▶ **Prompt**: In the entries that follow, find every line containing "match" and copy it.

▶ **Material supplied**:
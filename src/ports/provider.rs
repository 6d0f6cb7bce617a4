use crate::domain::video::VideoRequest;

/// What a provider promises for a request: where the result will be and when.
#[derive(Debug, Clone, PartialEq, Eq)]
pub struct ProviderTicket {
    pub provider: String,
    pub ready_after_ms: u64,
    pub url: String,
}

#[cfg_attr(test, mockall::automock)]
pub trait VideoProvider: Send + Sync {
    /// Schedule a generation. Must not block: status is derived from the ticket later.
    fn schedule(&self, request: &VideoRequest) -> ProviderTicket;
}
use tracing_subscriber::EnvFilter;

/// Install the global subscriber. `RUST_LOG` overrides the `info` default.
pub fn init() {
    let filter = EnvFilter::try_from_default_env().unwrap_or_else(|_| EnvFilter::new("info"));
    tracing_subscriber::fmt().with_env_filter(filter).init();
}
//! Application layer - Generic services that use ports.

// Client session: form state, chat log and the poll loop
pub mod controller;

// Server side: token issuing and status derivation
pub mod jobs;
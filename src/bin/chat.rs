//! Chat Binary - terminal client for the generation API

use tokio::io::{AsyncBufReadExt, BufReader};
use tracing::info;
use vidgen::adapters::client::HttpGenerationApi;
use vidgen::adapters::terminal::{render_history, render_session, TerminalCommand, HELP};
use vidgen::{ClientConfig, ClientController, GenerationOutcome};

#[tokio::main]
async fn main() {
    let config = ClientConfig::from_env();

    vidgen::logging::init();

    let api = HttpGenerationApi::new(&config.api_base_url);
    let controller = ClientController::new(api, config.poll);
    info!(api = %config.api_base_url, "Chat client ready");
    println!("{}", HELP);

    let mut lines = BufReader::new(tokio::io::stdin()).lines();
    loop {
        let line = match lines.next_line().await {
            Ok(Some(line)) => line,
            Ok(None) => break,
            Err(e) => {
                eprintln!("Failed to read input: {}", e);
                break;
            }
        };

        match TerminalCommand::parse(&line) {
            TerminalCommand::Generate => {
                let controller = controller.clone();
                tokio::spawn(async move {
                    match controller.submit_generation().await {
                        Ok(GenerationOutcome::Completed(url)) => println!("video ready: {}", url),
                        Ok(GenerationOutcome::GaveUp) => {
                            println!("video not ready yet, try /status later")
                        }
                        Ok(GenerationOutcome::Superseded) => {}
                        Err(e) => println!("generation failed: {}", e),
                    }
                });
                println!("generating...");
            }
            TerminalCommand::Prompt(prompt) => controller.set_prompt(&prompt).await,
            TerminalCommand::Duration(duration) => controller.set_duration(duration).await,
            TerminalCommand::Aspect(aspect) => controller.set_aspect(aspect).await,
            TerminalCommand::Status => {
                print!("{}", render_session(&controller.snapshot().await))
            }
            TerminalCommand::History => {
                print!("{}", render_history(&controller.snapshot().await.messages))
            }
            TerminalCommand::Help => println!("{}", HELP),
            TerminalCommand::Quit => break,
            TerminalCommand::Chat(text) => match controller.submit_chat(&text).await {
                Ok(Some(reply)) => println!("bot> {}", reply.reply),
                Ok(None) => {}
                Err(e) => println!("chat failed: {}", e),
            },
            TerminalCommand::Invalid(message) => println!("{}", message),
        }
    }
}
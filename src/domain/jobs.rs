//! Stateless job tokens.
//!
//! A job id is the whole job: the payload is serialized, tagged with a schema
//! version and base64url encoded. Nothing is stored server side, so a status
//! check only needs the id and the current time.

use super::video::{AspectRatio, ClipDuration, VideoRequest};
use base64::alphabet;
use base64::engine::general_purpose::{GeneralPurpose, GeneralPurposeConfig};
use base64::engine::DecodePaddingMode;
use base64::Engine;
use serde::{Deserialize, Serialize};
use thiserror::Error;

const VERSION_KEY: &str = "v";

const TOKEN_ENGINE: GeneralPurpose = GeneralPurpose::new(
    &alphabet::URL_SAFE,
    GeneralPurposeConfig::new()
        .with_encode_padding(false)
        .with_decode_padding_mode(DecodePaddingMode::Indifferent),
);

#[derive(Debug, Error)]
pub enum TokenError {
    #[error("token is not valid base64url: {0}")]
    Encoding(#[from] base64::DecodeError),
    #[error("token payload is malformed: {0}")]
    Payload(#[from] serde_json::Error),
}

#[derive(Debug, Clone, PartialEq, Eq, Serialize, Deserialize)]
#[serde(rename_all = "camelCase")]
pub struct JobPayload {
    pub provider: String,
    /// Milliseconds since the Unix epoch.
    pub created_at: u64,
    pub ready_after_ms: u64,
    pub url: String,
    pub duration_seconds: ClipDuration,
    pub aspect_ratio: AspectRatio,
    pub prompt: String,
}

#[derive(Serialize, Deserialize)]
#[serde(tag = "v")]
enum VersionedPayload {
    #[serde(rename = "1")]
    V1(JobPayload),
}

impl JobPayload {
    pub fn new(
        provider: &str,
        created_at: u64,
        ready_after_ms: u64,
        url: &str,
        request: &VideoRequest,
    ) -> Self {
        Self {
            provider: provider.to_string(),
            created_at,
            ready_after_ms,
            url: url.to_string(),
            duration_seconds: request.duration_seconds,
            aspect_ratio: request.aspect_ratio,
            prompt: request.prompt.clone(),
        }
    }

    pub fn encode(&self) -> Result<String, TokenError> {
        let json = serde_json::to_vec(&VersionedPayload::V1(self.clone()))?;
        Ok(TOKEN_ENGINE.encode(json))
    }

    /// Unversioned tokens predate the `v` tag and are read as version 1.
    pub fn decode(token: &str) -> Result<Self, TokenError> {
        let bytes = TOKEN_ENGINE.decode(token.trim())?;
        let value: serde_json::Value = serde_json::from_slice(&bytes)?;
        if value.get(VERSION_KEY).is_some() {
            match serde_json::from_value::<VersionedPayload>(value)? {
                VersionedPayload::V1(payload) => Ok(payload),
            }
        } else {
            Ok(serde_json::from_value(value)?)
        }
    }

    pub fn ready_at(&self) -> u64 {
        self.created_at.saturating_add(self.ready_after_ms)
    }

    /// A creation time in the future counts as no time elapsed.
    pub fn state_at(&self, now_ms: u64) -> JobState {
        let elapsed = now_ms.saturating_sub(self.created_at);
        if elapsed < self.ready_after_ms {
            JobState::Processing
        } else {
            JobState::Completed {
                url: self.url.clone(),
                duration_seconds: self.duration_seconds,
                aspect_ratio: self.aspect_ratio,
                provider: self.provider.clone(),
            }
        }
    }
}

#[derive(Debug, Clone, Copy, PartialEq, Eq, Serialize, Deserialize)]
#[serde(rename_all = "lowercase")]
pub enum JobPhase {
    Processing,
    Completed,
}

#[derive(Debug, Clone, PartialEq, Eq, Serialize, Deserialize)]
#[serde(tag = "status", rename_all = "lowercase")]
pub enum JobState {
    Processing,
    Completed {
        url: String,
        #[serde(rename = "durationSeconds")]
        duration_seconds: ClipDuration,
        #[serde(rename = "aspectRatio")]
        aspect_ratio: AspectRatio,
        provider: String,
    },
}

impl JobState {
    pub fn url(&self) -> Option<&str> {
        match self {
            JobState::Processing => None,
            JobState::Completed { url, .. } => Some(url),
        }
    }
}

/// Response of `POST /generate`.
#[derive(Debug, Clone, PartialEq, Eq, Serialize, Deserialize)]
pub struct SubmitResponse {
    pub id: String,
    pub status: JobPhase,
    /// Set only by providers that can answer synchronously.
    #[serde(default, skip_serializing_if = "Option::is_none")]
    pub url: Option<String>,
}

impl SubmitResponse {
    pub fn processing(id: String) -> Self {
        Self {
            id,
            status: JobPhase::Processing,
            url: None,
        }
    }
}

/// Response of `GET /generate?id=...`.
#[derive(Debug, Clone, PartialEq, Eq, Serialize, Deserialize)]
pub struct StatusResponse {
    pub id: String,
    #[serde(flatten)]
    pub state: JobState,
}
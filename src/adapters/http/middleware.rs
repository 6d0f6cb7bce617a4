use axum::{body::Body, http::Request, middleware::Next, response::Response};
use tracing::{error, warn};

pub async fn log_request_errors(req: Request<Body>, next: Next) -> Response {
    let uri = req.uri().clone();
    let method = req.method().clone();

    let response = next.run(req).await;
    let status = response.status();
    if status.is_client_error() {
        warn!(%method, %uri, %status, "Rejected request");
    } else if status.is_server_error() {
        error!(%method, %uri, %status, "Request failed on the server");
    }

    response
}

▶ **Answer to this task**:
        let line = match lines.next_line().await {
        match TerminalCommand::parse(&line) {
                    match controller.submit_generation().await {
            TerminalCommand::Chat(text) => match controller.submit_chat(&text).await {
            match serde_json::from_value::<VersionedPayload>(value)? {
        match self {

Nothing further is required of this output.